Le bill récemment voté dans le parlement anglais, pour une augmentation de l’état naval, a surtout fait éclater cette disposition des esprits. Dans le cours des débats, on a tout plaidé, excepté le vrai. Les chiffres n’ont été qu’une fiction dérisoire, variable au gré des passions de chaque orateur. D’une part, on a dit que l’Angleterre marchait à sa décadence navale ; de l’autre, on a affirmé que sa seule marine balançait les marines réunies du globe. Contradictions flagrantes, accusations puériles, rien n’a été ménagé, et le cabinet lui-même n’a pas craint de descendre dans ces thèses de convention, souvent au mépris des faits.
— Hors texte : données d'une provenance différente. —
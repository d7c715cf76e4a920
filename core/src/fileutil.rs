//! File Utility Functions

use crate::error::{Error, Result};
use std::path::{Path, PathBuf};

/// Returns the absolute path after resolving the given path. The path must
/// exist.
///
/// * `path` - The path.
pub fn absolute_path(path: &Path) -> Result<PathBuf> {
    path.canonicalize()
        .map_err(|err| Error::path_unavailable(path, format!("invalid path. {err}.")))
}

/// Returns true if the path has the given extension, ignoring case.
///
/// * `path` - The path.
/// * `ext`  - Extension without the leading dot.
pub fn has_extension(path: &Path, ext: &str) -> bool {
    path.extension()
        .and_then(|e| e.to_str())
        .map_or(false, |e| e.eq_ignore_ascii_case(ext))
}

#[cfg(test)]
mod tests {
    use super::*;

    #[test]
    fn absolute_path_resolves_existing() {
        let dir = tempfile::tempdir().unwrap();
        let p = absolute_path(dir.path()).unwrap();
        assert!(p.is_absolute());
        assert!(absolute_path(&dir.path().join("missing")).is_err());
    }

    #[test]
    fn extension_check() {
        assert!(has_extension(Path::new("a/Cola.PNG"), "png"));
        assert!(!has_extension(Path::new("a/Cola"), "png"));
    }
}
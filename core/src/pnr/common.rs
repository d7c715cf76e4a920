//! Common

use num_traits::Num;
use std::ops::{Add, Mul};

/// Use 64-bit precision for floating point numbers.
pub type Float = f64;

/// PI (π)
pub const PI: Float = std::f64::consts::PI;

/// Returns the minimum of 2 numbers.
///
/// * `a` - First number.
/// * `b` - Second number.
#[inline(always)]
pub fn min<T>(a: T, b: T) -> T
where
    T: Num + PartialOrd + Copy,
{
    if a < b {
        a
    } else {
        b
    }
}

/// Returns the maximum of 2 numbers.
///
/// * `a` - First number.
/// * `b` - Second number.
#[inline(always)]
pub fn max<T>(a: T, b: T) -> T
where
    T: Num + PartialOrd + Copy,
{
    if a > b {
        a
    } else {
        b
    }
}

/// Linearly interpolate between two points for parameters in [0, 1] and
/// extrapolate for parameters outside that interval.
///
/// * `t` - Parameter.
/// * `p0` - Point at t=0.
/// * `p1` - Point at t=1.
#[inline(always)]
pub fn lerp<P>(t: Float, p0: P, p1: P) -> P
where
    Float: Mul<P, Output = P>,
    P: Add<P, Output = P>,
{
    (1.0 - t) * p0 + t * p1
}

/// Converts an angle in degrees to radians.
///
/// * `deg` - Angle in degrees.
#[inline(always)]
pub fn radians(deg: Float) -> Float {
    (PI / 180.0) * deg
}

/// Converts an angle in radians to degrees.
///
/// * `rad` - Angle in radians.
#[inline(always)]
pub fn degrees(rad: Float) -> Float {
    (180.0 / PI) * rad
}

// ----------------------------------------------------------------------------
// Tests
// ----------------------------------------------------------------------------
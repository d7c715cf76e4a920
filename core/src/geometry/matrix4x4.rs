//! 4x4 Matrix

use super::Float;
use std::ops::{Index, Mul};

/// A 4x4 matrix containing Float values.
#[derive(Copy, Clone, Debug, PartialEq)]
pub struct Matrix4x4 {
    /// Stores a 2-D array of Float
    pub m: [[Float; 4]; 4],
}

/// Identity matrix.
pub const IDENTITY_MATRIX: Matrix4x4 = Matrix4x4 {
    m: [
        [1.0, 0.0, 0.0, 0.0],
        [0.0, 1.0, 0.0, 0.0],
        [0.0, 0.0, 1.0, 0.0],
        [0.0, 0.0, 0.0, 1.0],
    ],
};

/// Create a 4x4 matrix using the following order of the parameters:
///
/// * `t00`, `t01`, `t02`, `t03` - Row 1
/// * `t10`, `t11`, `t12`, `t13` - Row 2
/// * `t20`, `t21`, `t22`, `t23` - Row 3
/// * `t30`, `t31`, `t32`, `t33` - Row 4
#[rustfmt::skip]
#[allow(clippy::too_many_arguments)]
pub fn matrix4x4(
    t00: Float, t01: Float, t02: Float, t03: Float,
    t10: Float, t11: Float, t12: Float, t13: Float,
    t20: Float, t21: Float, t22: Float, t23: Float,
    t30: Float, t31: Float, t32: Float, t33: Float,
) -> Matrix4x4 {
    Matrix4x4 {
        m: [
            [t00, t01, t02, t03],
            [t10, t11, t12, t13],
            [t20, t21, t22, t23],
            [t30, t31, t32, t33],
        ],
    }
}

#[rustfmt::skip]
impl Matrix4x4 {
    /// Returns the transpose of the matrix.
    pub fn transpose(&self) -> Matrix4x4 {
        matrix4x4(
            self.m[0][0], self.m[1][0], self.m[2][0], self.m[3][0],
            self.m[0][1], self.m[1][1], self.m[2][1], self.m[3][1],
            self.m[0][2], self.m[1][2], self.m[2][2], self.m[3][2],
            self.m[0][3], self.m[1][3], self.m[2][3], self.m[3][3],
        )
    }
}

impl Default for Matrix4x4 {
    /// Returns the default as identity matrix.
    fn default() -> Self {
        IDENTITY_MATRIX
    }
}

impl Mul<Matrix4x4> for Matrix4x4 {
    type Output = Matrix4x4;

    /// Post-multiply the given matrix.
    ///
    /// * `other` - The other matrix
    fn mul(self, other: Matrix4x4) -> Self::Output {
        let mut m = Matrix4x4::default();

        for i in 0..4 {
            for j in 0..4 {
                m.m[i][j] = self.m[i][0] * other.m[0][j]
                    + self.m[i][1] * other.m[1][j]
                    + self.m[i][2] * other.m[2][j]
                    + self.m[i][3] * other.m[3][j];
            }
        }

        m
    }
}

impl Index<usize> for Matrix4x4 {
    type Output = [Float; 4];

    /// Index the matrix row. The column can be further indexed from the
    /// returned result.
    ///
    /// * `row` - Row
    fn index(&self, row: usize) -> &Self::Output {
        assert!(row < 4, "matrix row not in [0, 3]");
        &self.m[row]
    }
}

// ----------------------------------------------------------------------------
// Tests
// ----------------------------------------------------------------------------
Dans l’appréciation comparée des forces de la France et de l’Angleterre, nous allons rétablir la sincérité de la statistique, un peu compromise par cette discussion. Pour l’état de nos flottes, l’excellent travail de M. le baron Tupinier et la publication officielle du gouvernement seront nos guides, et l’on n’en saurait choisir de plus sûrs. Pour les flottes anglaises, l’Annuaire naval et l’United service journal nous fourniront des documens qui se contrôleront et se complèteront les uns les autres. Ainsi on échappera aux données systématiques pour rentrer dans la réalité.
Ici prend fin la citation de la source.